Виктор осторожно провёл кончиком пальца по незнакомому номеру, раздумывая, что делать. Тот, кто стоял за этим сообщением, прислал только фотографию и ни одного слова. Может, и Горбовскому следует промолчать?
Но он не мог. Он должен был выяснить наверняка.
Если это Ира… тогда почему? Почему она это сделала?
И Виктор, выдохнув сквозь зубы, стремительно напечатал, не давая себе шанса передумать:
«Ира?»
4
Виктор
Телефон молчал минуту, и Горбовский не выпускал его из рук, гипнотизируя экран и сжимая зубы от напряжения. Виктор самому себе казался полнейшим придурком сейчас, ожидая неизвестно чего от непонятно кого, но… иначе у него всё равно не получилось бы.
Наконец галочки посинели, а абонент стал «в сети». Но и всё.
Минута, другая… Да, сообщение было прочитано, но ответ не приходил, и надписи «печатает» не появлялось. Только горело «в сети».
Виктор почти не дышал, глядя на это словосочетание. Он откуда-то знал, что за ним скрывается она — Ира, его бывшая жена.
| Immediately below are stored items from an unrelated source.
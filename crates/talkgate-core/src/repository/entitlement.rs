//! Entitlement repository trait definition.

use talkgate_types::entitlement::{Entitlement, ProcessTag, PurchaseUpdate};
use talkgate_types::error::RepositoryError;

/// Repository trait for per-user entitlement records.
///
/// Implementations live in talkgate-infra (e.g., `SqliteEntitlementRepository`).
/// Uses native async fn in traits (Rust 2024 edition, no async_trait macro).
pub trait EntitlementRepository: Send + Sync {
    /// Get the entitlement for a user.
    fn get(
        &self,
        user_id: i64,
    ) -> impl std::future::Future<Output = Result<Option<Entitlement>, RepositoryError>> + Send;

    /// Insert a record unless one already exists for the user.
    ///
    /// Returns `true` when this call created the record. Concurrent callers
    /// converge on a single row.
    fn insert_if_absent(
        &self,
        entitlement: &Entitlement,
    ) -> impl std::future::Future<Output = Result<bool, RepositoryError>> + Send;

    /// Apply a plan purchase as one field-group update.
    ///
    /// Returns the updated record, or `None` when the user has no record.
    fn apply_purchase(
        &self,
        user_id: i64,
        update: &PurchaseUpdate,
    ) -> impl std::future::Future<Output = Result<Option<Entitlement>, RepositoryError>> + Send;

    /// Overwrite the process tag. Returns `false` when the user has no record.
    fn set_process(
        &self,
        user_id: i64,
        process: ProcessTag,
    ) -> impl std::future::Future<Output = Result<bool, RepositoryError>> + Send;

    /// Charge one session against a capped quota.
    ///
    /// A no-op for unlimited records. Returns the remaining quota, or `None`
    /// when nothing was charged.
    fn consume_session(
        &self,
        user_id: i64,
    ) -> impl std::future::Future<Output = Result<Option<i64>, RepositoryError>> + Send;
}
//! Tracing setup for Talkgate: structured `fmt` logging with optional
//! OpenTelemetry span export.

pub mod tracing_setup;
//! Completion gateway implementations.
//!
//! Contains the concrete [`LlmProvider`](talkgate_core::llm::provider::LlmProvider)
//! for OpenAI-compatible endpoints and a factory ([`create_provider`]) that
//! builds it from the `[llm]` config section.

pub mod openai_compat;

use secrecy::SecretString;

use talkgate_core::llm::box_provider::BoxLlmProvider;
use talkgate_types::config::LlmConfig;

use self::openai_compat::OpenAiCompatibleProvider;
use self::openai_compat::config::OpenAiCompatConfig;

/// Create a [`BoxLlmProvider`] from the `[llm]` config section.
///
/// The API key is resolved by the caller (see
/// [`crate::config::read_secret_env`]).
pub fn create_provider(config: &LlmConfig, api_key: SecretString) -> BoxLlmProvider {
    let oai_config = OpenAiCompatConfig::from_llm_config(config, api_key);
    tracing::info!(
        provider = %oai_config.provider_name,
        base_url = %oai_config.base_url,
        model = %oai_config.model,
        "completion gateway configured"
    );
    BoxLlmProvider::new(OpenAiCompatibleProvider::new(oai_config))
}
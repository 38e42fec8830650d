//! User inspection and manual plan grants.

use anyhow::{Context, Result, anyhow};
use clap::Subcommand;
use console::style;

use talkgate_types::entitlement::{Entitlement, Plan};
use talkgate_types::session::Session;

use crate::state::AppState;

/// User subcommands.
#[derive(Subcommand)]
pub enum UserCommand {
    /// Show a user's entitlement and open session.
    Show {
        /// Telegram user id.
        user_id: i64,
    },

    /// Apply a plan purchase on behalf of a user.
    Grant {
        /// Telegram user id.
        user_id: i64,

        /// basic, standard or premium.
        plan: String,
    },
}

/// Handle a user subcommand.
pub async fn handle_user_command(cmd: UserCommand, state: &AppState, json: bool) -> Result<()> {
    match cmd {
        UserCommand::Show { user_id } => show_user(state, user_id, json).await,
        UserCommand::Grant { user_id, plan } => grant_plan(state, user_id, &plan, json).await,
    }
}

async fn show_user(state: &AppState, user_id: i64, json: bool) -> Result<()> {
    let (entitlement, open) = load_user(state, user_id).await?;

    if json {
        let out = serde_json::json!({
            "entitlement": entitlement,
            "open_session": open,
        });
        println!("{}", serde_json::to_string_pretty(&out)?);
        return Ok(());
    }

    print_entitlement(&entitlement);
    match open {
        Some(session) => println!(
            "  {:<16} {} ({}, {} messages)",
            style("Open session").bold(),
            session.id,
            session.state,
            session.user_message_count,
        ),
        None => println!("  {:<16} {}", style("Open session").bold(), style("none").dim()),
    }
    println!();
    Ok(())
}

async fn grant_plan(state: &AppState, user_id: i64, plan: &str, json: bool) -> Result<()> {
    let (plan, updated) = apply_grant(state, user_id, plan).await?;

    if json {
        println!("{}", serde_json::to_string_pretty(&updated)?);
        return Ok(());
    }

    println!();
    println!(
        "  {} Granted {} to user {}",
        style("ok").green(),
        style(plan.label()).cyan(),
        user_id,
    );
    print_entitlement(&updated);
    println!();
    Ok(())
}

/// Entitlement record and open session of a user.
async fn load_user(state: &AppState, user_id: i64) -> Result<(Entitlement, Option<Session>)> {
    let entitlement = state
        .orchestrator
        .gate()
        .get(user_id)
        .await?
        .ok_or_else(|| anyhow!("user {user_id} has no entitlement record"))?;
    let open = state.orchestrator.sessions().find_open(user_id).await?;
    Ok((entitlement, open))
}

async fn apply_grant(state: &AppState, user_id: i64, plan: &str) -> Result<(Plan, Entitlement)> {
    let plan: Plan = plan.parse().map_err(|e: String| anyhow!(e))?;
    let updated = state
        .orchestrator
        .gate()
        .purchase_plan(user_id, plan)
        .await
        .with_context(|| format!("failed to grant {plan} to user {user_id}"))?;
    Ok((plan, updated))
}

fn print_entitlement(ent: &Entitlement) {
    let quota = if ent.unlimited {
        "unlimited".to_string()
    } else {
        ent.sessions_left.to_string()
    };

    println!();
    println!("  {:<16} {}", style("User").bold(), ent.user_id);
    println!("  {:<16} {}", style("Plan").bold(), style(ent.plan.label()).cyan());
    println!(
        "  {:<16} {} .. {}",
        style("Valid").bold(),
        ent.subscription_start.format("%Y-%m-%d %H:%M"),
        ent.subscription_end.format("%Y-%m-%d %H:%M"),
    );
    println!("  {:<16} {}", style("Sessions left").bold(), quota);
    println!("  {:<16} {}", style("Process").bold(), ent.process);
}
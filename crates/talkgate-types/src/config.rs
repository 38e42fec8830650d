//! Configuration types for Talkgate.
//!
//! `AppConfig` represents the top-level `config.toml` that controls session
//! policy, the completion gateway, and the outer surfaces. Secrets are never
//! stored here; only the names of the environment variables that hold them.

use serde::{Deserialize, Serialize};

use crate::history::HistoryScope;

/// Top-level configuration.
///
/// Loaded from `~/.talkgate/config.toml`. All fields have sensible defaults.
#[derive(Debug, Clone, Serialize, Deserialize, Default)]
pub struct AppConfig {
    #[serde(default)]
    pub session: SessionPolicy,

    #[serde(default)]
    pub llm: LlmConfig,

    #[serde(default)]
    pub telegram: TelegramConfig,

    #[serde(default)]
    pub http: HttpConfig,

    /// Which turns feed the LLM context.
    #[serde(default)]
    pub history_scope: HistoryScope,

    /// SQLite URL override. Defaults to `{data_dir}/talkgate.db`.
    #[serde(default)]
    pub database_url: Option<String>,
}

/// Session cap and trial defaults.
#[derive(Debug, Clone, Serialize, Deserialize)]
pub struct SessionPolicy {
    /// User messages accepted per session before it is force-closed.
    #[serde(default = "default_message_cap")]
    pub message_cap: u32,

    /// Sessions granted by the lazily created trial.
    #[serde(default = "default_trial_sessions")]
    pub trial_sessions: i64,

    /// Trial validity window in hours.
    #[serde(default = "default_trial_window_hours")]
    pub trial_window_hours: i64,
}

fn default_message_cap() -> u32 {
    3
}

fn default_trial_sessions() -> i64 {
    2
}

fn default_trial_window_hours() -> i64 {
    24
}

impl SessionPolicy {
    pub fn trial_window(&self) -> chrono::Duration {
        chrono::Duration::hours(self.trial_window_hours)
    }
}

impl Default for SessionPolicy {
    fn default() -> Self {
        Self {
            message_cap: default_message_cap(),
            trial_sessions: default_trial_sessions(),
            trial_window_hours: default_trial_window_hours(),
        }
    }
}

/// Completion gateway settings for an OpenAI-compatible endpoint.
#[derive(Debug, Clone, Serialize, Deserialize)]
pub struct LlmConfig {
    /// Provider name used in logs and span attributes.
    #[serde(default = "default_provider")]
    pub provider: String,

    /// Custom API base URL. `None` uses the provider's public endpoint.
    #[serde(default)]
    pub base_url: Option<String>,

    #[serde(default = "default_model")]
    pub model: String,

    /// Environment variable holding the API key.
    #[serde(default = "default_api_key_env")]
    pub api_key_env: String,

    #[serde(default = "default_max_tokens")]
    pub max_tokens: u32,

    #[serde(default)]
    pub temperature: Option<f64>,

    /// Bound on a single completion call.
    #[serde(default = "default_timeout_secs")]
    pub timeout_secs: u64,

    /// System turn used when the user has no history yet.
    #[serde(default = "default_system_prompt")]
    pub default_system_prompt: String,
}

fn default_provider() -> String {
    "openai".to_string()
}

fn default_model() -> String {
    "gpt-4o".to_string()
}

fn default_api_key_env() -> String {
    "OPENAI_API_KEY".to_string()
}

fn default_max_tokens() -> u32 {
    500
}

fn default_timeout_secs() -> u64 {
    30
}

fn default_system_prompt() -> String {
    "You are an assistant helping users.".to_string()
}

impl Default for LlmConfig {
    fn default() -> Self {
        Self {
            provider: default_provider(),
            base_url: None,
            model: default_model(),
            api_key_env: default_api_key_env(),
            max_tokens: default_max_tokens(),
            temperature: None,
            timeout_secs: default_timeout_secs(),
            default_system_prompt: default_system_prompt(),
        }
    }
}

/// Telegram transport settings.
#[derive(Debug, Clone, Serialize, Deserialize)]
pub struct TelegramConfig {
    /// Environment variable holding the bot token.
    #[serde(default = "default_token_env")]
    pub token_env: String,
}

fn default_token_env() -> String {
    "TALKGATE_TELEGRAM_TOKEN".to_string()
}

impl Default for TelegramConfig {
    fn default() -> Self {
        Self {
            token_env: default_token_env(),
        }
    }
}

/// REST API listener settings.
#[derive(Debug, Clone, Serialize, Deserialize)]
pub struct HttpConfig {
    #[serde(default = "default_host")]
    pub host: String,

    #[serde(default = "default_port")]
    pub port: u16,
}

fn default_host() -> String {
    "127.0.0.1".to_string()
}

fn default_port() -> u16 {
    3000
}

impl Default for HttpConfig {
    fn default() -> Self {
        Self {
            host: default_host(),
            port: default_port(),
        }
    }
}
И сейчас она просто сидит и раздумывает, стоит ли отвечать… Как он недавно думал, стоит ли вообще что-то спрашивать.
И вот, наконец…
Печатает…
Во рту сразу пересохло от волнения, в горле запершило, и Виктор кашлянул, пытаясь справиться с собой. Последний раз он настолько волновался, когда Иру оперировали. Но тогда был вопрос жизни и смерти, а сейчас что?!
И наконец ответ появился. Краткий и спокойный.
«Да».
Сердце у Виктора заполошно заколотилось, словно пытаясь вырваться из грудной клетки, и он неосознанно положил ладонь на грудь, на мгновение закрыв глаза.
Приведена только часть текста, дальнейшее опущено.